__Problem requirements__: Lines in the listing below may contain the word "SigningKey". State how many do, and nothing more.
==============================
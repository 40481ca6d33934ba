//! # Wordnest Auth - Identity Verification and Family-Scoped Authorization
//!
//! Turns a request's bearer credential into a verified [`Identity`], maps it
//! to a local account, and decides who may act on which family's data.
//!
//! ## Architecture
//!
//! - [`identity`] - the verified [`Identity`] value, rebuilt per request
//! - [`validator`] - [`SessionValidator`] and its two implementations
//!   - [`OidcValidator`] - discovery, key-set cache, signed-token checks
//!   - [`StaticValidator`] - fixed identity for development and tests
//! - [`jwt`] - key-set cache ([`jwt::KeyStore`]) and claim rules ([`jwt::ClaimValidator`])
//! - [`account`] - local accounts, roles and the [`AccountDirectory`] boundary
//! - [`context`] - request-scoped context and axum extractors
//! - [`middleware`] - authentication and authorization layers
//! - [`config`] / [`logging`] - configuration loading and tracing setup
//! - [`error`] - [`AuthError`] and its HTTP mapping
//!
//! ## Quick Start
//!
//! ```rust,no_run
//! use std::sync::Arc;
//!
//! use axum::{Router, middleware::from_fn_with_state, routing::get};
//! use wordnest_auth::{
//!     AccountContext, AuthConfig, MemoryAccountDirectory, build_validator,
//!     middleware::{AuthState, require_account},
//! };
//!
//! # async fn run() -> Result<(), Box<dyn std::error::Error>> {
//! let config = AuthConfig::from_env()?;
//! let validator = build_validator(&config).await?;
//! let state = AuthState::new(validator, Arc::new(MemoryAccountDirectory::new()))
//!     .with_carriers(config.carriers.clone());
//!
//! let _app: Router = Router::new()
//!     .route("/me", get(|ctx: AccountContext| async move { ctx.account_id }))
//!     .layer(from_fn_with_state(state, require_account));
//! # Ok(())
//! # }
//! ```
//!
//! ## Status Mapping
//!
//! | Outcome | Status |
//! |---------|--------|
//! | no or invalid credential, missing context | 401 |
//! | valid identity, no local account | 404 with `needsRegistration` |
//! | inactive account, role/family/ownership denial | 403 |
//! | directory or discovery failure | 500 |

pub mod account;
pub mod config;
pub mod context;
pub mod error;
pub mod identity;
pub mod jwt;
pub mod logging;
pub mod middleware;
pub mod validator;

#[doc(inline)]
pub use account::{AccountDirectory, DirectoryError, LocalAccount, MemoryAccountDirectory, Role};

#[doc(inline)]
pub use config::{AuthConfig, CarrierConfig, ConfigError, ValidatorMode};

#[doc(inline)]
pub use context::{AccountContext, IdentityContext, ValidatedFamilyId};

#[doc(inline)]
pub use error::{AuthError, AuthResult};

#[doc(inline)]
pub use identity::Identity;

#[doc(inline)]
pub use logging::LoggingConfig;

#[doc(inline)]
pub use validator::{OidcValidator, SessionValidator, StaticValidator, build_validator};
==============================
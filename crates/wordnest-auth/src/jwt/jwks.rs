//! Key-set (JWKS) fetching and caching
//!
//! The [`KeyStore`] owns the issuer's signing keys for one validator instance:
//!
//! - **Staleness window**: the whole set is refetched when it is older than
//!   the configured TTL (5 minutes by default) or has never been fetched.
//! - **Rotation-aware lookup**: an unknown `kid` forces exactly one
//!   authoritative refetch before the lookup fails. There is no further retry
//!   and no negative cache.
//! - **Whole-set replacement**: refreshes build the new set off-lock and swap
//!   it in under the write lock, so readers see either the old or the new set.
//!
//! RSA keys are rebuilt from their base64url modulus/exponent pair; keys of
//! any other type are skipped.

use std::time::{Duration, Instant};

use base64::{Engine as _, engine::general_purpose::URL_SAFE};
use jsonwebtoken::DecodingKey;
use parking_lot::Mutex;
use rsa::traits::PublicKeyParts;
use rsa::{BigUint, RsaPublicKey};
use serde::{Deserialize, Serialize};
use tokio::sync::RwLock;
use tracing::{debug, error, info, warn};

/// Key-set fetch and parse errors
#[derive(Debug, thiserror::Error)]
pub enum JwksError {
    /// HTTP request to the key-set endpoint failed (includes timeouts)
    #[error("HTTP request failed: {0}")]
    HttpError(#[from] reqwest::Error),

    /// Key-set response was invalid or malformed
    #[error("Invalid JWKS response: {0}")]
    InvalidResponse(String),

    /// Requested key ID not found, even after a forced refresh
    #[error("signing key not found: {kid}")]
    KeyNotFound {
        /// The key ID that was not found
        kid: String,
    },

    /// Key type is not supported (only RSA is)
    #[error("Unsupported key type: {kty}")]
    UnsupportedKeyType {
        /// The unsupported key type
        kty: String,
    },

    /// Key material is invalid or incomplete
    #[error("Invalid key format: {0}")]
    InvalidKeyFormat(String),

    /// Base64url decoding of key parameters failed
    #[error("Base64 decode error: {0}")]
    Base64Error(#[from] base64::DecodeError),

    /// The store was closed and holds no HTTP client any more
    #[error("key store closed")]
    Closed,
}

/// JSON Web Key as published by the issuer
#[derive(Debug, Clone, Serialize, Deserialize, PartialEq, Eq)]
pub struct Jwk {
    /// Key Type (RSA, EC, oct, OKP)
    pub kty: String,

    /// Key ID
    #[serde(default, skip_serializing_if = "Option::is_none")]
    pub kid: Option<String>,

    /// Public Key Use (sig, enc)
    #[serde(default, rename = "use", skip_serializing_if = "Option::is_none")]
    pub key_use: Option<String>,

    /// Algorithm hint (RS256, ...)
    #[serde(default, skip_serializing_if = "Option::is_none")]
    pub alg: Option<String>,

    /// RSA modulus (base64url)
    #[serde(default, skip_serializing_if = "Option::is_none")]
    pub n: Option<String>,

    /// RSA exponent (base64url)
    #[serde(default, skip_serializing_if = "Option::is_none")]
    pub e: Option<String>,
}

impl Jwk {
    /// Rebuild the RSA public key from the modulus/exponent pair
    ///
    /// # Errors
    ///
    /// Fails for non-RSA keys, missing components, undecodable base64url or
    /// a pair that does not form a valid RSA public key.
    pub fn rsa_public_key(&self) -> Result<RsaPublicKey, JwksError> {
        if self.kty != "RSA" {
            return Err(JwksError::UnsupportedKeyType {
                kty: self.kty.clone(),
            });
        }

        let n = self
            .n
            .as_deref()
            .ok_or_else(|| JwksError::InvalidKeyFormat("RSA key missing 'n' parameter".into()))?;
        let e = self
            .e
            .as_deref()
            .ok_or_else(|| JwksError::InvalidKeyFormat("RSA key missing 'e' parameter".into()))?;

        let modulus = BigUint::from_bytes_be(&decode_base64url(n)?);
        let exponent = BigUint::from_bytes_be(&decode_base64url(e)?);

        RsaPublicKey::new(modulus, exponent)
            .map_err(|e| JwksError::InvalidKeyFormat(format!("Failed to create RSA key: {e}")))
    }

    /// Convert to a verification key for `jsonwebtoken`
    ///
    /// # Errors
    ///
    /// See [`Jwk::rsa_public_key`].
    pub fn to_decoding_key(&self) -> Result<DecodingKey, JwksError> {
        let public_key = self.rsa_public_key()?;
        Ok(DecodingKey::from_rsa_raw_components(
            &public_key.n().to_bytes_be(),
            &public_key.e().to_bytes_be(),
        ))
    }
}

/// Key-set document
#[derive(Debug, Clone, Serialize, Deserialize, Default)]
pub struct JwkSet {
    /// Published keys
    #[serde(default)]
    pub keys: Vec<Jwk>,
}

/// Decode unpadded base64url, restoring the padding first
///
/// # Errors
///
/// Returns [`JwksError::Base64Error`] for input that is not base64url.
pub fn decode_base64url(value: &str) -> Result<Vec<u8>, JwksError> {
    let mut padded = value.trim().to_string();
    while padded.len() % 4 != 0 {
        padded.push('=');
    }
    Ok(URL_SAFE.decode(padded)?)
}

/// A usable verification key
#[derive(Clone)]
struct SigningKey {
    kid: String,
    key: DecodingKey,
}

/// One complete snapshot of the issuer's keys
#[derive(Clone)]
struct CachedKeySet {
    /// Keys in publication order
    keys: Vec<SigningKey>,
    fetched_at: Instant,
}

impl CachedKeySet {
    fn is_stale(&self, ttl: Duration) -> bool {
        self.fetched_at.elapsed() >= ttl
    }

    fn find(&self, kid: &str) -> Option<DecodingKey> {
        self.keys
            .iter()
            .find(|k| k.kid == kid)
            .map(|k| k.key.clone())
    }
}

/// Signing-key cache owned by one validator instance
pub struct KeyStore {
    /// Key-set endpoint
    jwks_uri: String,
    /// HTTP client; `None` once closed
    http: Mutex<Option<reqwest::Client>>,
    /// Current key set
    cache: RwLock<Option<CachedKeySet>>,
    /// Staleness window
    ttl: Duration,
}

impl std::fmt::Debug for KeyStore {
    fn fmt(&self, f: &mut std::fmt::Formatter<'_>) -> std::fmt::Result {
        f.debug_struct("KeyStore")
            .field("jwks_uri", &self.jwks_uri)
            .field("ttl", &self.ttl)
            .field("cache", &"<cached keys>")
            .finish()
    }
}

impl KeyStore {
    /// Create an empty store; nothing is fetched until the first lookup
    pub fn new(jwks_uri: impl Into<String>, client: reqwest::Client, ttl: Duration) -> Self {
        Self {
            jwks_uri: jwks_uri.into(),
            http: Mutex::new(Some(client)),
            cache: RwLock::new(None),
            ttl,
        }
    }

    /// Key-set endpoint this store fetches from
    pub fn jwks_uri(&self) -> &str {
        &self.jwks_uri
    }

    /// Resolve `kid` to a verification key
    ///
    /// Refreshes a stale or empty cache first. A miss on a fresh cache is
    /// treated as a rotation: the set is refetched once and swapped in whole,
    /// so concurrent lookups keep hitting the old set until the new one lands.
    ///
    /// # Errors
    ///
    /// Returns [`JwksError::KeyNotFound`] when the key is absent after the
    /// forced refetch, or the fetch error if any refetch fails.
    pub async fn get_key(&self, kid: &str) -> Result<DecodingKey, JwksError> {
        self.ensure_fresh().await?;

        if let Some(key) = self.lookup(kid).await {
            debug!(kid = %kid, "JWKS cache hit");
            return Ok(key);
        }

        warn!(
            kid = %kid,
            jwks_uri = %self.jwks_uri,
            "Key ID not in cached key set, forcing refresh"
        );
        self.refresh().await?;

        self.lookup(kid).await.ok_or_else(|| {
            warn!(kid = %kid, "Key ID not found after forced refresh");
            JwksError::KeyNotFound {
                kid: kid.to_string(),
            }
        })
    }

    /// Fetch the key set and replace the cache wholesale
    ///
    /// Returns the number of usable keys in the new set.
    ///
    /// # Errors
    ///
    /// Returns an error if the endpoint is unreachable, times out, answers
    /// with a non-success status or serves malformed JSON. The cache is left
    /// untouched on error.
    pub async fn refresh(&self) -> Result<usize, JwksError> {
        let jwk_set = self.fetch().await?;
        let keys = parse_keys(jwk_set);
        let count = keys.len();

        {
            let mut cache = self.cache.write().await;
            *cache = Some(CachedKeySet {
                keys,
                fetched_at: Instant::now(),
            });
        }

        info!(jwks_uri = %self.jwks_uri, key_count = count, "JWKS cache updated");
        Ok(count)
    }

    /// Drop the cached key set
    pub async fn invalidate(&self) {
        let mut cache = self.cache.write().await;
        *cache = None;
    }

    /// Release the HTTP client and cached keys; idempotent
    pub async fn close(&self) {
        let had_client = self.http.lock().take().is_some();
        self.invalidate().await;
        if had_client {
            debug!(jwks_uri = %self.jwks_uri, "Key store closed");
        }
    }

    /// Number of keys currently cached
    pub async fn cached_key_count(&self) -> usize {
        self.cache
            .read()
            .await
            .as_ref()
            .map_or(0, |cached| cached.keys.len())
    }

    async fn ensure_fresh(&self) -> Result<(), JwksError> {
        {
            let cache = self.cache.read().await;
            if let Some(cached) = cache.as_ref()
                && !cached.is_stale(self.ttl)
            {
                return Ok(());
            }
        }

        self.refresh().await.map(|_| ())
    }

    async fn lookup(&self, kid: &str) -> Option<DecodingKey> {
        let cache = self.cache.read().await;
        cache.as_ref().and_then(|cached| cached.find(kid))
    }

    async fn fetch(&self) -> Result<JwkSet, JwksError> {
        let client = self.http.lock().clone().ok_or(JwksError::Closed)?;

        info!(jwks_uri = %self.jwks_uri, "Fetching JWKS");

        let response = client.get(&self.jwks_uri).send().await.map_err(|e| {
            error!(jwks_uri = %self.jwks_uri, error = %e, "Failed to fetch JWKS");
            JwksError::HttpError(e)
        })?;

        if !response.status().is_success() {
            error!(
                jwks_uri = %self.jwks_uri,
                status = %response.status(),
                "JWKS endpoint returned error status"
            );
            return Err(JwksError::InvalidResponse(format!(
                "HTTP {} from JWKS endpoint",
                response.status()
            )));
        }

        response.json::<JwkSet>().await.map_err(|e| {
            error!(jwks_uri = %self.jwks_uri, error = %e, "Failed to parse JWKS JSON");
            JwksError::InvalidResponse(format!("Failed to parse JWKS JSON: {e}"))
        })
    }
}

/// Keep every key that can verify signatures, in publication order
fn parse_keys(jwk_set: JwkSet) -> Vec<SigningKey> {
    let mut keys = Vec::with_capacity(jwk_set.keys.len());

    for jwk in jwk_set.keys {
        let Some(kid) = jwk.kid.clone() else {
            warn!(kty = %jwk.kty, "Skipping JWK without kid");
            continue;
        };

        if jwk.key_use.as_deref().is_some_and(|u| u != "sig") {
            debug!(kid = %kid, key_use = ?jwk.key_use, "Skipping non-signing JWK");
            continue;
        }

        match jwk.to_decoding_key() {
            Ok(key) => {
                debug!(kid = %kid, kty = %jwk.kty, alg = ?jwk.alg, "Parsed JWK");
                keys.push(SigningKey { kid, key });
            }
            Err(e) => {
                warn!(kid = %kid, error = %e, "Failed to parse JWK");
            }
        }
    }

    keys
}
==============================
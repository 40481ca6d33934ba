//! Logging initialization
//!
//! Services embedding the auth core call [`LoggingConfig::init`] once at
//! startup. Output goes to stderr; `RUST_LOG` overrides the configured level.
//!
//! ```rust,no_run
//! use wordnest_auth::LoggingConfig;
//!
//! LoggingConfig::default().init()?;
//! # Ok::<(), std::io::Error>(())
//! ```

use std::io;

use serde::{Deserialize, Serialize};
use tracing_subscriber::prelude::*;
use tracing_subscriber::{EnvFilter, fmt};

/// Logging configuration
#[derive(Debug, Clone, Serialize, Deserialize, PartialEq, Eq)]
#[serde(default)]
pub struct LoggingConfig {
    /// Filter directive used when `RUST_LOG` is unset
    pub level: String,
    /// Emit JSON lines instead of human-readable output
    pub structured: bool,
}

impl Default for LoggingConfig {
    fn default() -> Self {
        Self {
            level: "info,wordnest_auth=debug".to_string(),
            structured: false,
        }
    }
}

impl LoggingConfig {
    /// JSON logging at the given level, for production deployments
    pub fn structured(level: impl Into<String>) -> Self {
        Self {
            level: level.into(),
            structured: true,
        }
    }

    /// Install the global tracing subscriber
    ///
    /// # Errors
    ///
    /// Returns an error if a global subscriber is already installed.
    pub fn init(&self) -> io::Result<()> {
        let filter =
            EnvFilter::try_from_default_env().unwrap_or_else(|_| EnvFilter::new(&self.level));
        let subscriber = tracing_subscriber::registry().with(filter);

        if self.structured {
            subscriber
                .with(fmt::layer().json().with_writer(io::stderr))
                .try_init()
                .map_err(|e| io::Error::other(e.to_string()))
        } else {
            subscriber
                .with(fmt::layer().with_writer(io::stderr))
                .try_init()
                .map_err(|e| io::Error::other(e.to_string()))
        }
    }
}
==============================
__Exercise answer__: 4